Both of these use Ruby's a ||= b operator, which is shorthand for a || (a = b), which is itself more-or-less shorthand for:

# You wouldn't use return like this in real life. 
# I'm just using it to express to beginners the idea
# that the conditional evaluates to whatever winds up in `a`.
if a
  return a
else
  a = b
  return a
end

A source of bugs

If you're paying very close attention you may have noticed that the shorthand versions evaluate the "truthiness" of the memo variable instead of checking for the existence of it. This is the source of one of the major limitations of the shorthand version: it doesn't ever memoize nil or false.

There are lots of use cases where this isn't important. But it's one of those annoying facts that you have to keep in the back of your mind whenever you're memoizing.

Memoizing methods with arguments

So far we've only dealt with memoizing single values. But not many functions return the same result all the time. Let's take a look at an old favorite of technical interviews: the Fibonacci sequence.

You can calculate the Fibonacci sequence recursively in Ruby like so:

class Fibonacci
  def self.calculate(n)
    return n if n == 0 || n == 1
    calculate(n - 1) + calculate(n - 2)
  end
end

Fibonacci.calculate(10) # => 55

The problem with this implementation is that it's inefficient. To prove this, let's add a print statement to view the value of n.

class Fibonacci
  def self.calculate(n)
    print "#{ n } "
    return n if n == 0 || n == 1
    calculate(n - 1) + calculate(n - 2)
  end
end

Fibonacci.calculate(4)

# Outputs: 4 3 2 1 0 1 2 1 0

As you can see, calculate is being called repeatedly with many of the same values of n. In fact the number of calls to calculate is going to grow exponentially with n.

One way around this is to memoize the results of calculate. Doing so isn't very different from the other memoization examples we've covered.

class Fibonacci
  def self.calculate(n)
    @calculate ||= {}
    @calculate[n] ||= begin
      print "#{ n } "
      if n == 0 || n == 1
        n
      else
        calculate(n - 1) + calculate(n - 2)
      end
    end
  end
end

Fibonacci.calculate(4)

# Outputs: 4 3 2 1 0

Now that we've memoized calculate, the number of calls no longer increases exponentially with n.

Fibonacci.calculate(20)

# Outputs: 20 19 18 17 16 15 14 13 12 11 10 9 8 7 6 5 4 3 2 1 0

Invalidation

Memoization is a lot like caching, except that memoized results don't automatically expire, and there's usually not an easy way to clear them once set.

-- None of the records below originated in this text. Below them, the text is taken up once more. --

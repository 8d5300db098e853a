//! Catchups spread over a distributor.
//!
//! Each partition of a [`PartitionedStream`] is a leasable resource. When a
//! distributor grants the lease on a partition, the catchup for that
//! partition runs exactly one batch and the lease is released. The catchup
//! for a partition is built on its first grant and reused afterwards, keyed
//! by the lease's resource name.
//!
//! Single-stream projections are keyed by the partition stream's id, so
//! another process resumes from whatever its projection stores hold. The
//! multi-stream variant also saves its upstream cursor per partition through
//! a [`CursorStore`](alluvial_core::CursorStore) keyed by resource name.

use crate::catchup::{Catchup, StreamCatchup};
use crate::distributor::{Distributor, DistributorError};
use crate::multi_stream::MultiStreamCatchup;
use crate::subscription::{Subscriber, SubscriptionHandle, SubscriptionRegistry};
use alluvial_core::cursor::CursorPosition;
use alluvial_core::lease::Lease;
use alluvial_core::partition::Partition;
use alluvial_core::projection::{InMemoryCursorStore, SharedCursorStore};
use alluvial_core::stream::{PartitionedStream, SharedStream, StreamOps};
use std::collections::HashMap;
use std::sync::atomic::{AtomicBool, Ordering};
use std::sync::{Arc, Mutex, PoisonError};

/// Catchups by resource name, built on first use.
struct PartitionCatchups<C> {
    catchups: Mutex<HashMap<String, Arc<C>>>,
}

impl<C> PartitionCatchups<C> {
    fn new() -> Arc<Self> {
        Arc::new(Self {
            catchups: Mutex::new(HashMap::new()),
        })
    }

    fn get_or_build(&self, name: &str, build: impl FnOnce() -> C) -> Arc<C> {
        let mut catchups = self.catchups.lock().unwrap_or_else(PoisonError::into_inner);
        Arc::clone(
            catchups
                .entry(name.to_string())
                .or_insert_with(|| Arc::new(build())),
        )
    }

    fn len(&self) -> usize {
        self.catchups.lock().unwrap_or_else(PoisonError::into_inner).len()
    }
}

async fn run_one_batch<C: Catchup + ?Sized>(catchup: &C, resource: &str) -> anyhow::Result<()> {
    let outcome = catchup.run_single_batch().await?;
    tracing::debug!(
        resource = %resource,
        fetched = outcome.fetched,
        applied = outcome.applied,
        skipped = outcome.skipped,
        "Partition batch complete"
    );
    Ok(())
}

/// Catches projections up with a partitioned stream, one partition per
/// lease.
pub struct DistributedCatchup<D, P, Part> {
    stream: Arc<PartitionedStream<D, P, Part>>,
    subscriptions: Arc<SubscriptionRegistry<D, P>>,
    distributor: Distributor<Part>,
    batch_size: Option<usize>,
    catchups: Arc<PartitionCatchups<StreamCatchup<D, P>>>,
    registered: AtomicBool,
}

impl<D, P, Part> DistributedCatchup<D, P, Part>
where
    D: Clone + Send + Sync + 'static,
    P: CursorPosition,
    Part: Partition + Clone + 'static,
{
    /// A catchup over `stream` whose partitions are leased by `distributor`.
    ///
    /// The distributor must not have a receiver yet; this catchup registers
    /// its own the first time it is started or asked to distribute.
    #[must_use]
    pub fn new(stream: PartitionedStream<D, P, Part>, distributor: Distributor<Part>) -> Self {
        Self {
            stream: Arc::new(stream),
            subscriptions: SubscriptionRegistry::new(),
            distributor,
            batch_size: None,
            catchups: PartitionCatchups::new(),
            registered: AtomicBool::new(false),
        }
    }

    /// Limit how many items each partition batch fetches.
    #[must_use]
    pub const fn with_batch_size(mut self, batch_size: usize) -> Self {
        self.batch_size = Some(batch_size);
        self
    }

    /// Feed `subscriber` from every partition.
    pub fn subscribe<V>(&self, subscriber: Subscriber<V, D, P>) -> SubscriptionHandle
    where
        V: Send + Sync + 'static,
    {
        self.subscriptions.subscribe(subscriber)
    }

    /// The distributor handing out partitions.
    #[must_use]
    pub const fn distributor(&self) -> &Distributor<Part> {
        &self.distributor
    }

    /// Number of partitions that have been granted at least once.
    #[must_use]
    pub fn partitions_seen(&self) -> usize {
        self.catchups.len()
    }

    /// Start the distributor's worker loops.
    ///
    /// # Errors
    ///
    /// Returns [`DistributorError::ReceiverAlreadySet`] if the distributor
    /// was given another receiver, or whatever starting it reports.
    pub async fn start(&self) -> Result<(), DistributorError> {
        self.ensure_receiver()?;
        self.distributor.start().await
    }

    /// Stop the distributor, waiting for in-flight batches.
    pub async fn stop(&self) {
        self.distributor.stop().await;
    }

    /// Run `count` partition batches one after another, returning the
    /// partitions that were granted.
    ///
    /// # Errors
    ///
    /// See [`start`](Self::start).
    pub async fn distribute(&self, count: usize) -> Result<Vec<Part>, DistributorError> {
        self.ensure_receiver()?;
        self.distributor.distribute(count).await
    }

    fn ensure_receiver(&self) -> Result<(), DistributorError> {
        if self.registered.swap(true, Ordering::AcqRel) {
            return Ok(());
        }

        let stream = Arc::clone(&self.stream);
        let subscriptions = Arc::clone(&self.subscriptions);
        let catchups = Arc::clone(&self.catchups);
        let batch_size = self.batch_size;

        let registered = self.distributor.on_receive(move |lease: Lease<Part>| {
            let catchup = catchups.get_or_build(lease.name(), || {
                let catchup = StreamCatchup::with_registry(
                    stream.stream_for(lease.resource()).shared(),
                    Arc::clone(&subscriptions),
                );
                match batch_size {
                    Some(size) => catchup.with_batch_size(size),
                    None => catchup,
                }
            });
            async move { run_one_batch(&*catchup, lease.name()).await }
        });

        if registered.is_err() {
            self.registered.store(false, Ordering::Release);
        }
        registered
    }
}

/// Catches projections up with a partitioned stream of streams, one
/// partition per lease.
///
/// Each partition's upstream cursor is saved in the cursor store under the
/// partition's resource name. Substream cursors live with the projections,
/// keyed by substream id.
pub struct DistributedMultiStreamCatchup<D, P, UP, Part> {
    stream: Arc<PartitionedStream<SharedStream<D, P>, UP, Part>>,
    subscriptions: Arc<SubscriptionRegistry<D, P>>,
    distributor: Distributor<Part>,
    cursor_store: SharedCursorStore<UP>,
    batch_size: Option<usize>,
    substream_batch_size: Option<usize>,
    substream_concurrency: Option<usize>,
    catchups: Arc<PartitionCatchups<MultiStreamCatchup<D, P, UP>>>,
    registered: AtomicBool,
}

impl<D, P, UP, Part> DistributedMultiStreamCatchup<D, P, UP, Part>
where
    D: Clone + Send + Sync + 'static,
    P: CursorPosition,
    UP: CursorPosition,
    Part: Partition + Clone + 'static,
{
    /// A catchup over `stream` whose partitions are leased by `distributor`,
    /// keeping upstream cursors in memory.
    #[must_use]
    pub fn new(
        stream: PartitionedStream<SharedStream<D, P>, UP, Part>,
        distributor: Distributor<Part>,
    ) -> Self {
        Self {
            stream: Arc::new(stream),
            subscriptions: SubscriptionRegistry::new(),
            distributor,
            cursor_store: Arc::new(InMemoryCursorStore::new()),
            batch_size: None,
            substream_batch_size: None,
            substream_concurrency: None,
            catchups: PartitionCatchups::new(),
            registered: AtomicBool::new(false),
        }
    }

    /// Persist upstream cursors in `store`.
    #[must_use]
    pub fn with_cursor_store(mut self, store: SharedCursorStore<UP>) -> Self {
        self.cursor_store = store;
        self
    }

    /// Limit how many substreams each partition batch fetches.
    #[must_use]
    pub const fn with_batch_size(mut self, batch_size: usize) -> Self {
        self.batch_size = Some(batch_size);
        self
    }

    /// Limit how many items each substream fetch returns.
    #[must_use]
    pub const fn with_substream_batch_size(mut self, batch_size: usize) -> Self {
        self.substream_batch_size = Some(batch_size);
        self
    }

    /// How many substreams of one partition are caught up at once.
    #[must_use]
    pub const fn with_substream_concurrency(mut self, concurrency: usize) -> Self {
        self.substream_concurrency = Some(concurrency);
        self
    }

    /// Feed `subscriber` from every substream of every partition.
    pub fn subscribe<V>(&self, subscriber: Subscriber<V, D, P>) -> SubscriptionHandle
    where
        V: Send + Sync + 'static,
    {
        self.subscriptions.subscribe(subscriber)
    }

    /// The distributor handing out partitions.
    #[must_use]
    pub const fn distributor(&self) -> &Distributor<Part> {
        &self.distributor
    }

    /// Start the distributor's worker loops.
    ///
    /// # Errors
    ///
    /// Returns [`DistributorError::ReceiverAlreadySet`] if the distributor
    /// was given another receiver, or whatever starting it reports.
    pub async fn start(&self) -> Result<(), DistributorError> {
        self.ensure_receiver()?;
        self.distributor.start().await
    }

    /// Stop the distributor, waiting for in-flight batches.
    pub async fn stop(&self) {
        self.distributor.stop().await;
    }

    /// Run `count` partition batches one after another, returning the
    /// partitions that were granted.
    ///
    /// # Errors
    ///
    /// See [`start`](Self::start).
    pub async fn distribute(&self, count: usize) -> Result<Vec<Part>, DistributorError> {
        self.ensure_receiver()?;
        self.distributor.distribute(count).await
    }

    fn ensure_receiver(&self) -> Result<(), DistributorError> {
        if self.registered.swap(true, Ordering::AcqRel) {
            return Ok(());
        }

        let stream = Arc::clone(&self.stream);
        let subscriptions = Arc::clone(&self.subscriptions);
        let catchups = Arc::clone(&self.catchups);
        let cursor_store = Arc::clone(&self.cursor_store);
        let (batch_size, substream_batch_size, substream_concurrency) = (
            self.batch_size,
            self.substream_batch_size,
            self.substream_concurrency,
        );

        let registered = self.distributor.on_receive(move |lease: Lease<Part>| {
            let catchup = catchups.get_or_build(lease.name(), || {
                let mut catchup = MultiStreamCatchup::with_registry(
                    stream.stream_for(lease.resource()).shared(),
                    Arc::clone(&subscriptions),
                )
                .with_cursor_store(Arc::clone(&cursor_store))
                .with_cursor_key(lease.name());
                if let Some(size) = batch_size {
                    catchup = catchup.with_batch_size(size);
                }
                if let Some(size) = substream_batch_size {
                    catchup = catchup.with_substream_batch_size(size);
                }
                if let Some(concurrency) = substream_concurrency {
                    catchup = catchup.with_substream_concurrency(concurrency);
                }
                catchup
            });
            async move { run_one_batch(&*catchup, lease.name()).await }
        });

        if registered.is_err() {
            self.registered.store(false, Ordering::Release);
        }
        registered
    }
}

For use-cases like the Fibonacci sequence generator this hardly matters. Fibonacci.calculate(10) will always return the same result. But in other use cases it does matter.

For example, you might see code like this:

# Not the best idea
class User
  def full_name
    @full_name ||= [first_name, last_name].join(" ")
  end
end

Personally, I wouldn't use memoization here because if the first or last name is changed, the full name might not be updated.

The one place where you can be a little more lax is inside of Rails controllers. It's very common to see code like this:

class ApplicationController
  def current_user
    @current_user ||= User.find(...)
  end
end

This is ok, because the controller instance is destroyed after each web request. It's unlikely that the currently logged-in user would change during any normal request.

When dealing with streaming connections like ActionCable you may need to be more careful. I don't know. I've never used it.

Overuse

Finally I feel like I should point out that like anything, it's possible to take memoization too far. It's a technique that really should only be applied to expensive operations that will never change throughout the lifetime of the memo variable.